MIA Surgical Oncologist, A/Prof Alexander van Akkooi, featured in a number of sessions including those related to the importance of understanding the burden of melanoma in the sentinel lymph node, particularly in early stage melanoma.

‘The trial looked at the outcome of patients with low volume disease in the sentinel node. It confirmed the excellent prognosis of these patients and that volume of disease should be considered when making treatment decisions,’  – A/Prof Alex van Akkooi.

10 year follow up results from the Phase III KEYNOTE-006 study were also presented at ESMO, coinciding with the release of a paper in the Annals of Oncology with Prof Long as first author. Long-term follow-up data continued to show overall survival benefit with pembrolizumab vs ipilimumab in patients with advanced melanoma.

Prof Long’s final ESMO presentation was a mini-oral detailing 3-year results from the CheckMate 76K trial of adjuvant nivolumab vs placebo in early stage melanoma patients. At a median follow-up of 34.2 months, adjuvant nivolumab continued to demonstrate benefit for patients with resected Stage IIB/C melanoma.

MIA driven research also featured in presentations at ESMO from A/Prof Ines da Silva as well as PhD candidate Dr Jorja Braden and Fellow Dr Andrea Boutros.

One of A/Prof da Silva’s two posters detailed a predictive tool for neoadjuvant therapy response.

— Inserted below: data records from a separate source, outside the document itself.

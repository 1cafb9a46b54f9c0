mod store;
mod types;

pub use store::BotStore;
pub use types::{BotConfig, Settings};
pub mod commands;
mod render;
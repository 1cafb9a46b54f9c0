use anyhow::{Context, Result};
use tokio::sync::mpsc;

use crate::fetcher::{FetchStatus, MetricsFetcher};
use crate::metrics::DashboardSummary;
use crate::registry::BotRegistry;
use crate::storage::{BotConfig, BotStore, Settings};

use super::render;

fn open_registry() -> Result<(BotRegistry, Settings)> {
    let store = BotStore::new()?;
    let settings = store.load_settings()?;
    Ok((BotRegistry::hydrate(store), settings))
}

/// Resolves `bot` (id or name) and makes it the selected bot.
fn select(registry: &mut BotRegistry, bot: &str) -> Result<BotConfig> {
    let id = registry
        .find(bot)
        .map(|b| b.id.clone())
        .with_context(|| format!("No bot with id or name '{}'. Run `botdash list`.", bot))?;
    registry.select_bot(&id);
    registry
        .selected_bot()
        .cloned()
        .context("Selected bot disappeared")
}

pub fn cmd_list() -> Result<()> {
    let (registry, _) = open_registry()?;

    if registry.bots().is_empty() {
        eprintln!("No bots configured. Run `botdash add <name> <url> <secret-key>` to get started.");
        return Ok(());
    }

    for bot in registry.bots() {
        println!("{}  {}  {}", bot.id, bot.name, bot.url);
    }
    Ok(())
}

pub fn cmd_add(name: &str, url: &str, secret_key: &str) -> Result<()> {
    let (mut registry, _) = open_registry()?;
    let bot = registry.add_bot(name, url, secret_key)?;

    eprintln!("Bot saved: {} ({})", bot.name, bot.url);
    println!("{}", bot.id);
    Ok(())
}

pub fn cmd_remove(bot: &str) -> Result<()> {
    let (mut registry, _) = open_registry()?;
    let Some(found) = registry.find(bot).cloned() else {
        eprintln!("No bot with id or name '{}', nothing removed.", bot);
        return Ok(());
    };

    registry.remove_bot(&found.id)?;
    eprintln!("Removed {} ({}).", found.name, found.id);
    Ok(())
}

pub fn cmd_update(
    bot: &str,
    name: Option<&str>,
    url: Option<&str>,
    secret_key: Option<&str>,
) -> Result<()> {
    let (mut registry, _) = open_registry()?;
    let mut config = registry
        .find(bot)
        .cloned()
        .with_context(|| format!("No bot with id or name '{}'", bot))?;

    if name.is_none() && url.is_none() && secret_key.is_none() {
        anyhow::bail!("Nothing to update; pass --name, --url or --key");
    }
    if let Some(name) = name {
        config.name = name.to_string();
    }
    if let Some(url) = url {
        config.url = url.to_string();
    }
    if let Some(key) = secret_key {
        config.secret_key = key.to_string();
    }

    let id = config.id.clone();
    registry.update_bot(config)?;
    eprintln!("Updated {}.", id);
    Ok(())
}

pub fn cmd_config() -> Result<()> {
    let store = BotStore::new()?;
    let settings = store.load_settings()?;
    if !store.config_path().exists() {
        store.save_settings(&settings)?;
        eprintln!("Wrote default settings.");
    }

    eprintln!("Config directory: {}", store.config_dir().display());
    print!("{}", toml::to_string_pretty(&settings)?);
    Ok(())
}

/// One fetch for `bot`, printed as a dashboard or as raw JSON.
pub async fn cmd_fetch(bot: &str, json: bool) -> Result<()> {
    let (mut registry, settings) = open_registry()?;
    let bot = select(&mut registry, bot)?;

    let mut fetcher = MetricsFetcher::new(&settings)?;
    let mut rx = fetcher.subscribe();
    fetcher.start(&bot.url, &bot.secret_key);

    rx.wait_for(|s| matches!(s.status, FetchStatus::Success | FetchStatus::Error))
        .await
        .context("Fetcher stopped unexpectedly")?;
    let state = fetcher.state();
    fetcher.stop();

    match (state.data, state.error) {
        (Some(snapshot), _) if json => {
            println!("{}", serde_json::to_string_pretty(snapshot.raw())?);
        }
        (Some(snapshot), _) => {
            let summary = DashboardSummary::from_snapshot(
                &snapshot,
                settings.usage_window_days,
                settings.payments_window_days,
            );
            render::print_summary(&bot.name, &summary);
        }
        (None, Some(e)) => {
            anyhow::bail!("Could not load metrics for '{}' [{}]: {}", bot.name, e.kind(), e)
        }
        (None, None) => anyhow::bail!("No metrics received for '{}'", bot.name),
    }
    Ok(())
}

/// Polls `bot` until quit, re-rendering whenever the outcome changes.
pub async fn cmd_watch(bot: &str, interval_secs: Option<u64>) -> Result<()> {
    let (mut registry, mut settings) = open_registry()?;
    if let Some(secs) = interval_secs {
        settings.poll_interval_secs = secs;
    }
    let bot = select(&mut registry, bot)?;

    let mut fetcher = MetricsFetcher::new(&settings)?;
    let mut rx = fetcher.subscribe();
    let mut commands = spawn_stdin_reader();

    eprintln!(
        "Watching {} every {}s. Enter `r` to refresh now, `q` to quit.",
        bot.name,
        settings.poll_interval_secs.max(1)
    );
    fetcher.start(&bot.url, &bot.secret_key);

    let mut last_rendered = None;
    let mut stdin_open = true;
    loop {
        tokio::select! {
            changed = rx.changed() => {
                if changed.is_err() {
                    break;
                }
                let state = rx.borrow_and_update().clone();
                let key = (state.status, state.last_success, state.error.clone());
                if last_rendered.as_ref() != Some(&key) {
                    render::print_state(&bot.name, &state, &settings);
                    last_rendered = Some(key);
                }
            }
            line = commands.recv(), if stdin_open => match line.as_deref().map(str::trim) {
                Some("r") => {
                    eprintln!("Refreshing...");
                    fetcher.refetch();
                }
                Some("q") => break,
                Some("") => {}
                Some(other) => eprintln!("Unknown command '{}'. Use `r` or `q`.", other),
                None => stdin_open = false,
            },
            _ = tokio::signal::ctrl_c() => break,
        }
    }

    fetcher.stop();
    Ok(())
}

// A plain thread so a pending read never holds up runtime shutdown.
fn spawn_stdin_reader() -> mpsc::UnboundedReceiver<String> {
    let (tx, rx) = mpsc::unbounded_channel();
    std::thread::spawn(move || {
        for line in std::io::stdin().lines() {
            let Ok(line) = line else { break };
            if tx.send(line).is_err() {
                break;
            }
        }
    });
    rx
}
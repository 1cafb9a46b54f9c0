//! The set of configured bots plus the session's selection cursor.
//!
//! Every mutation of the bot list is written to the [`BotStore`] before it is
//! committed in memory, so a failed write leaves the registry untouched.
//! Selection is session state and is never persisted.

use rand::distributions::Alphanumeric;
use rand::Rng;
use thiserror::Error;
use url::Url;

use crate::storage::{BotConfig, BotStore};

const ID_LEN: usize = 16;

#[derive(Debug, Clone, PartialEq, Eq, Error)]
pub enum ValidationError {
    #[error("{0} is required")]
    MissingField(&'static str),
    #[error("'{0}' is not a valid absolute URL")]
    InvalidUrl(String),
}

#[derive(Debug, Error)]
pub enum RegistryError {
    #[error(transparent)]
    Validation(#[from] ValidationError),
    #[error("could not persist bot list: {0:#}")]
    Storage(anyhow::Error),
}

pub struct BotRegistry {
    store: BotStore,
    bots: Vec<BotConfig>,
    selected_bot_id: Option<String>,
}

impl BotRegistry {
    /// Loads the persisted bot list. Never fails; a missing or corrupt record
    /// starts an empty registry, and entries that `add_bot` would have
    /// rejected are dropped. Nothing is selected after hydration.
    pub fn hydrate(store: BotStore) -> Self {
        let bots: Vec<BotConfig> = store
            .load_bots()
            .into_iter()
            .filter(|bot| {
                let checked = if bot.id.is_empty() {
                    Err(ValidationError::MissingField("id"))
                } else {
                    validate(&bot.name, &bot.url, &bot.secret_key).map(|_| ())
                };
                match checked {
                    Ok(()) => true,
                    Err(e) => {
                        tracing::warn!(
                            id = %bot.id,
                            error = %e,
                            "invalid bot in record, dropping entry"
                        );
                        false
                    }
                }
            })
            .collect();
        tracing::debug!(count = bots.len(), "registry hydrated");
        Self {
            store,
            bots,
            selected_bot_id: None,
        }
    }

    pub fn bots(&self) -> &[BotConfig] {
        &self.bots
    }

    pub fn selected_bot_id(&self) -> Option<&str> {
        self.selected_bot_id.as_deref()
    }

    /// The selected entry, if the selection points at a known bot.
    pub fn selected_bot(&self) -> Option<&BotConfig> {
        let id = self.selected_bot_id.as_deref()?;
        self.bots.iter().find(|b| b.id == id)
    }

    /// Looks a bot up by exact id, falling back to exact name.
    pub fn find(&self, id_or_name: &str) -> Option<&BotConfig> {
        self.bots
            .iter()
            .find(|b| b.id == id_or_name)
            .or_else(|| self.bots.iter().find(|b| b.name == id_or_name))
    }

    pub fn add_bot(
        &mut self,
        name: &str,
        url: &str,
        secret_key: &str,
    ) -> Result<&BotConfig, RegistryError> {
        let (name, url, secret_key) = validate(name, url, secret_key)?;
        let bot = BotConfig {
            id: self.fresh_id(),
            name,
            url,
            secret_key,
        };

        let mut bots = self.bots.clone();
        bots.push(bot);
        self.commit(bots)?;

        let added = self.bots.len() - 1;
        if self.selected_bot_id.is_none() {
            self.selected_bot_id = Some(self.bots[added].id.clone());
        }
        let bot = &self.bots[added];
        tracing::info!(id = %bot.id, name = %bot.name, "bot added");
        Ok(bot)
    }

    /// Returns whether an entry was removed. Unknown ids are a no-op.
    pub fn remove_bot(&mut self, id: &str) -> Result<bool, RegistryError> {
        if !self.bots.iter().any(|b| b.id == id) {
            return Ok(false);
        }

        let bots: Vec<BotConfig> = self.bots.iter().filter(|b| b.id != id).cloned().collect();
        self.commit(bots)?;

        if self.selected_bot_id.as_deref() == Some(id) {
            self.selected_bot_id = self.bots.first().map(|b| b.id.clone());
        }
        tracing::info!(id, "bot removed");
        Ok(true)
    }

    /// Sets the selection without checking that `id` is registered.
    pub fn select_bot(&mut self, id: &str) {
        self.selected_bot_id = Some(id.to_string());
    }

    /// Replaces the entry with the same id. Returns whether one was found.
    pub fn update_bot(&mut self, config: BotConfig) -> Result<bool, RegistryError> {
        let Some(index) = self.bots.iter().position(|b| b.id == config.id) else {
            return Ok(false);
        };

        let (name, url, secret_key) = validate(&config.name, &config.url, &config.secret_key)?;
        let mut bots = self.bots.clone();
        bots[index] = BotConfig {
            id: config.id,
            name,
            url,
            secret_key,
        };
        self.commit(bots)?;

        tracing::info!(id = %self.bots[index].id, "bot updated");
        Ok(true)
    }

    fn commit(&mut self, bots: Vec<BotConfig>) -> Result<(), RegistryError> {
        self.store.save_bots(&bots).map_err(RegistryError::Storage)?;
        self.bots = bots;
        Ok(())
    }

    fn fresh_id(&self) -> String {
        loop {
            let id: String = rand::thread_rng()
                .sample_iter(&Alphanumeric)
                .take(ID_LEN)
                .map(char::from)
                .collect();
            if !self.bots.iter().any(|b| b.id == id) {
                return id;
            }
        }
    }
}

/// Trims all three fields and checks them. Returns the trimmed values.
fn validate(
    name: &str,
    url: &str,
    secret_key: &str,
) -> Result<(String, String, String), ValidationError> {
    let name = name.trim();
    let url = url.trim();
    let secret_key = secret_key.trim();

    if name.is_empty() {
        return Err(ValidationError::MissingField("name"));
    }
    if url.is_empty() {
        return Err(ValidationError::MissingField("url"));
    }
    if secret_key.is_empty() {
        return Err(ValidationError::MissingField("secret key"));
    }

    // "localhost:8080" parses with scheme "localhost"; reject such non-base URLs.
    match Url::parse(url) {
        Ok(parsed) if !parsed.cannot_be_a_base() => {}
        _ => return Err(ValidationError::InvalidUrl(url.to_string())),
    }

    Ok((name.to_string(), url.to_string(), secret_key.to_string()))
}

Neoadjuvant immunotherapy with anti-PD-1 (PD1) is now a standard of care for patients with resectable stage IIIB–D melanoma, but although pathological response is predictive of recurrence, this variable alone cannot accurately identify those patients who will recur.

The assessment tool takes into account a patient’s demographic, disease characteristics, and pathological and imaging data.

‘The NeoRisk tool can accurately predict recurrence after neoadjuvant immunotherapy,’ A/Prof da Silva told delegates, ‘and will be critical in helping tailor post-surgery treatment and radiological surveillance intervals, based on the predicted risk of recurrence for individual patients.’

MIA PhD candidate Dr Jorja Braden delivered a prestigious mini-oral presentation on the translational aspects of the NeoTrio clinical trial. The neoadjuvant trial was also opened by MIA at Peter MacCallum Cancer Centre in Melbourne and Westmead Hospital in Sydney. Dr Braden’s presentation included detailing concurrent dabrafenib and trametinib targeted therapy with anti-PD-1 increasing B cell signalling and inflammatory pathways more effectively than when given sequentially or with anti-PD-1 alone.

MIA Medical Oncology Fellow Dr Andrea Boutros also provided updated results from the MATCH MEL trial, which involved molecular profiling and matched targeted therapy for patients with advanced melanoma.

‘The breadth of MIA presentations at ESMO is indicative of the depth of our research across all stages of disease, and the critical input also coming from early-career researchers and clinicians,’ 

‘I was proud to see MIA’s experts once again leading discussion about melanoma research and treatment on the world stage, particularly our PhD candidates and Fellows who are vital to our future efforts to reach zero deaths from melanoma,’ Professor Long said.